The only ideal of norm 1 is $\mathcal{O}_K$

Every ideal contains its norm, thus ideals of norm $2$ are prime factors of $(2). \quad $ $ (2)=(a-1)(a^2+a+1) \ $, since $2=3-1=a^3-1=(a-1)(a^2+a+1). N(a-1)=2, N(a^2+a+1)=4 $.

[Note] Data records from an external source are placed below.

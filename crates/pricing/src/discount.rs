//! Discount schedules: a bounded, ordered list of discount tiers per price
//! class, with price ↔ percentage reconciliation.

use serde::{Deserialize, Serialize};
use shopledger_core::{DomainError, DomainResult, ValueObject};

use crate::format;

/// A discount schedule never grows beyond three tiers.
pub const MAX_TIERS: usize = 3;

/// One discount offer, expressible as an absolute price or as a percentage
/// off the reference selling price.
///
/// Invariant: `valid` is true exactly when at least one of the two fields
/// is non-empty.
#[derive(Debug, Clone, Default, PartialEq, Eq, Serialize, Deserialize)]
pub struct DiscountTier {
    pub price: String,
    pub percentage: String,
    pub valid: bool,
}

impl DiscountTier {
    fn with_valid(mut self) -> Self {
        self.valid = !self.price.is_empty() || !self.percentage.is_empty();
        self
    }
}

impl ValueObject for DiscountTier {}

/// Which tier field an edit targets.
#[derive(Debug, Clone, Copy, PartialEq, Eq, Serialize, Deserialize)]
#[serde(rename_all = "lowercase")]
pub enum DiscountField {
    Price,
    Percentage,
}

/// Ordered list of discount tiers for one price class.
///
/// Starts with exactly one empty tier and stays within 1..=3 entries. All
/// operations return a new schedule (index-replace, never in-place
/// mutation), so recorded edits are plain values.
#[derive(Debug, Clone, PartialEq, Eq, Serialize, Deserialize)]
pub struct DiscountSchedule {
    tiers: Vec<DiscountTier>,
}

impl Default for DiscountSchedule {
    fn default() -> Self {
        Self::new()
    }
}

impl DiscountSchedule {
    /// A fresh schedule: one empty (invalid) tier.
    pub fn new() -> Self {
        Self {
            tiers: vec![DiscountTier::default()],
        }
    }

    /// Rehydrate a schedule from tiers produced by an earlier schedule
    /// operation (e.g. replayed from recorded draft events).
    pub fn from_tiers(tiers: Vec<DiscountTier>) -> Self {
        Self { tiers }
    }

    pub fn tiers(&self) -> &[DiscountTier] {
        &self.tiers
    }

    pub fn len(&self) -> usize {
        self.tiers.len()
    }

    pub fn is_empty(&self) -> bool {
        self.tiers.is_empty()
    }

    fn last_is_valid(&self) -> bool {
        self.tiers.last().is_some_and(|t| t.valid)
    }

    fn tier(&self, index: usize) -> DomainResult<&DiscountTier> {
        self.tiers
            .get(index)
            .ok_or_else(|| DomainError::validation(format!("no discount tier at index {index}")))
    }

    /// Edit one field of one tier.
    ///
    /// A non-empty percentage is authoritative: when it and the reference
    /// selling price both parse, the tier price is re-derived as
    /// `reference - reference * pct / 100`, rendered to two decimals; when
    /// either side is not numeric yet the price is left untouched. A manual
    /// price edit stores the value as typed and clears the percentage, so a
    /// hand-set price never displays next to a stale percentage.
    pub fn edit(
        &self,
        index: usize,
        field: DiscountField,
        value: &str,
        reference_selling_price: &str,
    ) -> DomainResult<Self> {
        let mut tier = self.tier(index)?.clone();
        match field {
            DiscountField::Percentage => {
                tier.percentage = value.to_string();
                if !value.is_empty() {
                    if let (Ok(reference), Ok(pct)) = (
                        reference_selling_price.parse::<f64>(),
                        value.parse::<f64>(),
                    ) {
                        let derived = reference - reference * pct / 100.0;
                        tier.price = format!("{derived:.2}");
                    }
                }
            }
            DiscountField::Price => {
                tier.price = value.to_string();
                tier.percentage.clear();
            }
        }
        Ok(self.replaced(index, tier.with_valid()))
    }

    /// Re-apply canonical formatting to a tier's price (blur handling).
    pub fn commit_price(&self, index: usize) -> DomainResult<Self> {
        let mut tier = self.tier(index)?.clone();
        tier.price = format::normalize(&tier.price);
        Ok(self.replaced(index, tier.with_valid()))
    }

    /// Append a new empty tier.
    ///
    /// Permitted only while the schedule holds fewer than three tiers and
    /// the current last tier is valid.
    pub fn add(&self) -> DomainResult<Self> {
        if self.tiers.len() >= MAX_TIERS {
            return Err(DomainError::invariant(format!(
                "a discount schedule holds at most {MAX_TIERS} tiers"
            )));
        }
        if !self.last_is_valid() {
            return Err(DomainError::invariant(
                "fill in the last discount tier before adding another",
            ));
        }
        let mut tiers = self.tiers.clone();
        tiers.push(DiscountTier::default());
        Ok(Self { tiers })
    }

    /// Remove the tier at `index`; one tier always remains, even if empty.
    pub fn remove(&self, index: usize) -> DomainResult<Self> {
        self.tier(index)?;
        if self.tiers.len() <= 1 {
            return Err(DomainError::invariant(
                "a discount schedule keeps at least one tier",
            ));
        }
        let mut tiers = self.tiers.clone();
        tiers.remove(index);
        Ok(Self { tiers })
    }

    /// Resolved prices of the tiers that carry one, in order. This is what
    /// leaves the editing layer at submission time; percentages never do.
    pub fn resolved_prices(&self) -> Vec<f64> {
        self.tiers
            .iter()
            .filter(|t| !t.price.is_empty())
            .filter_map(|t| t.price.parse().ok())
            .collect()
    }

    fn replaced(&self, index: usize, tier: DiscountTier) -> Self {
        let mut tiers = self.tiers.clone();
        tiers[index] = tier;
        Self { tiers }
    }
}

#[cfg(test)]
mod tests {
    use super::*;

    #[test]
    fn new_schedule_has_one_empty_invalid_tier() {
        let schedule = DiscountSchedule::new();
        assert_eq!(schedule.len(), 1);
        let tier = &schedule.tiers()[0];
        assert!(tier.price.is_empty());
        assert!(tier.percentage.is_empty());
        assert!(!tier.valid);
    }

    #[test]
    fn percentage_derives_price_from_reference() {
        let schedule = DiscountSchedule::new()
            .edit(0, DiscountField::Percentage, "10", "100.00")
            .unwrap();
        let tier = &schedule.tiers()[0];
        assert_eq!(tier.price, "90.00");
        assert_eq!(tier.percentage, "10");
        assert!(tier.valid);
    }

    #[test]
    fn percentage_overwrites_a_manual_price() {
        let schedule = DiscountSchedule::new()
            .edit(0, DiscountField::Price, "80.00", "100.00")
            .unwrap()
            .edit(0, DiscountField::Percentage, "5", "100.00")
            .unwrap();
        assert_eq!(schedule.tiers()[0].price, "95.00");
    }

    #[test]
    fn manual_price_edit_clears_the_stale_percentage() {
        let schedule = DiscountSchedule::new()
            .edit(0, DiscountField::Percentage, "10", "100.00")
            .unwrap()
            .edit(0, DiscountField::Price, "85", "100.00")
            .unwrap();
        let tier = &schedule.tiers()[0];
        assert_eq!(tier.price, "85");
        assert!(tier.percentage.is_empty());
        assert!(tier.valid);
    }

    #[test]
    fn percentage_without_numeric_reference_leaves_price_untouched() {
        let schedule = DiscountSchedule::new()
            .edit(0, DiscountField::Percentage, "10", "")
            .unwrap();
        let tier = &schedule.tiers()[0];
        assert!(tier.price.is_empty());
        assert_eq!(tier.percentage, "10");
        assert!(tier.valid);
    }

    #[test]
    fn clearing_both_fields_invalidates_the_tier() {
        let schedule = DiscountSchedule::new()
            .edit(0, DiscountField::Price, "40", "100.00")
            .unwrap()
            .edit(0, DiscountField::Price, "", "100.00")
            .unwrap();
        assert!(!schedule.tiers()[0].valid);
    }

    #[test]
    fn commit_price_normalizes_on_blur() {
        let schedule = DiscountSchedule::new()
            .edit(0, DiscountField::Price, "85", "100.00")
            .unwrap()
            .commit_price(0)
            .unwrap();
        assert_eq!(schedule.tiers()[0].price, "85.00");
    }

    #[test]
    fn add_requires_a_valid_last_tier() {
        let schedule = DiscountSchedule::new();
        let err = schedule.add().unwrap_err();
        assert!(matches!(err, DomainError::InvariantViolation(_)));
    }

    #[test]
    fn add_caps_the_schedule_at_three_tiers() {
        let mut schedule = DiscountSchedule::new();
        for i in 0..10 {
            schedule = match schedule
                .edit(schedule.len() - 1, DiscountField::Price, &format!("{i}"), "")
                .unwrap()
                .add()
            {
                Ok(next) => next,
                Err(_) => break,
            };
        }
        assert_eq!(schedule.len(), MAX_TIERS);
    }

    #[test]
    fn remove_keeps_the_floor_of_one_tier() {
        let schedule = DiscountSchedule::new();
        let err = schedule.remove(0).unwrap_err();
        assert!(matches!(err, DomainError::InvariantViolation(_)));
    }

    #[test]
    fn remove_drops_the_indexed_tier() {
        let schedule = DiscountSchedule::new()
            .edit(0, DiscountField::Price, "10", "")
            .unwrap()
            .add()
            .unwrap()
            .edit(1, DiscountField::Price, "20", "")
            .unwrap()
            .remove(0)
            .unwrap();
        assert_eq!(schedule.len(), 1);
        assert_eq!(schedule.tiers()[0].price, "20");
    }

    #[test]
    fn out_of_range_edits_are_rejected() {
        let err = DiscountSchedule::new()
            .edit(3, DiscountField::Price, "10", "")
            .unwrap_err();
        assert!(matches!(err, DomainError::Validation(_)));
    }

    #[test]
    fn resolved_prices_skip_tiers_without_a_price() {
        let schedule = DiscountSchedule::new()
            .edit(0, DiscountField::Price, "90.00", "")
            .unwrap()
            .add()
            .unwrap()
            .edit(1, DiscountField::Percentage, "10", "")
            .unwrap();
        // Second tier has a percentage but no derivable price.
        assert_eq!(schedule.resolved_prices(), vec![90.0]);
    }

    mod proptest_tests {
        use super::*;
        use proptest::prelude::*;

        #[derive(Debug, Clone)]
        enum Op {
            Edit(usize, bool, String),
            Commit(usize),
            Add,
            Remove(usize),
        }

        fn op_strategy() -> impl Strategy<Value = Op> {
            prop_oneof![
                (0usize..4, any::<bool>(), "[0-9a.]{0,6}")
                    .prop_map(|(i, p, v)| Op::Edit(i, p, v)),
                (0usize..4).prop_map(Op::Commit),
                Just(Op::Add),
                (0usize..4).prop_map(Op::Remove),
            ]
        }

        proptest! {
            /// Property: no operation sequence ever breaks the 1..=3 size
            /// bound or the tier validity invariant.
            #[test]
            fn schedule_invariants_hold_under_any_sequence(
                ops in proptest::collection::vec(op_strategy(), 0..40)
            ) {
                let mut schedule = DiscountSchedule::new();
                for op in ops {
                    let next = match op {
                        Op::Edit(i, true, v) =>
                            schedule.edit(i, DiscountField::Price, &v, "100.00"),
                        Op::Edit(i, false, v) =>
                            schedule.edit(i, DiscountField::Percentage, &v, "100.00"),
                        Op::Commit(i) => schedule.commit_price(i),
                        Op::Add => schedule.add(),
                        Op::Remove(i) => schedule.remove(i),
                    };
                    if let Ok(next) = next {
                        schedule = next;
                    }
                    prop_assert!((1..=MAX_TIERS).contains(&schedule.len()));
                    for tier in schedule.tiers() {
                        prop_assert_eq!(
                            tier.valid,
                            !tier.price.is_empty() || !tier.percentage.is_empty()
                        );
                    }
                }
            }
        }
    }
}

$(3)=(a)^3$ and $(a)$ is principal.

Since $(2)=(a-1)(a^2+a+1),$ ideals of norm 4 are:
$(a-1)^2, \ (a^2+a+1).$

All of the ideals above are principal, thus the ideal class group is trivial and $\mathcal O_K$ is a PID.

Answer 1

Your computations are correct and they seem quite optimal. Here is a verification in SageMath:

sage: x = polygen(QQ)
sage: f = x^3 - 3
sage: f.is_irreducible()
True
sage: K.<a> = NumberField(f); K
Number Field in a with defining polynomial x^3 - 3
sage: OK = K.ring_of_integers(); OK
Maximal Order in Number Field in a with defining polynomial x^3 - 3
sage: OK.basis()
[1, a, a^2]
sage: OK.discriminant().factor()
-1 * 3^5
sage: M = K.minkowski_bound(); M
8*sqrt(3)/pi
sage: bool(M == 4/pi * 6/27 * sqrt(3^5))
True
sage: bool(M < 5)
True
sage: OK.ideal(2).factor()
(Fractional ideal (a^2 + a + 1)) * (Fractional ideal (a - 1))
sage: OK.ideal(3).factor()
(Fractional ideal (a))^3
sage: K.class_number()
1
sage: OK.class_group()
Class group of order 1 of Number Field in a with defining polynomial x^3 - 3

Of course you meant to say $\mathcal{O}_K$ is a PID. ($K$ is also always a PID.)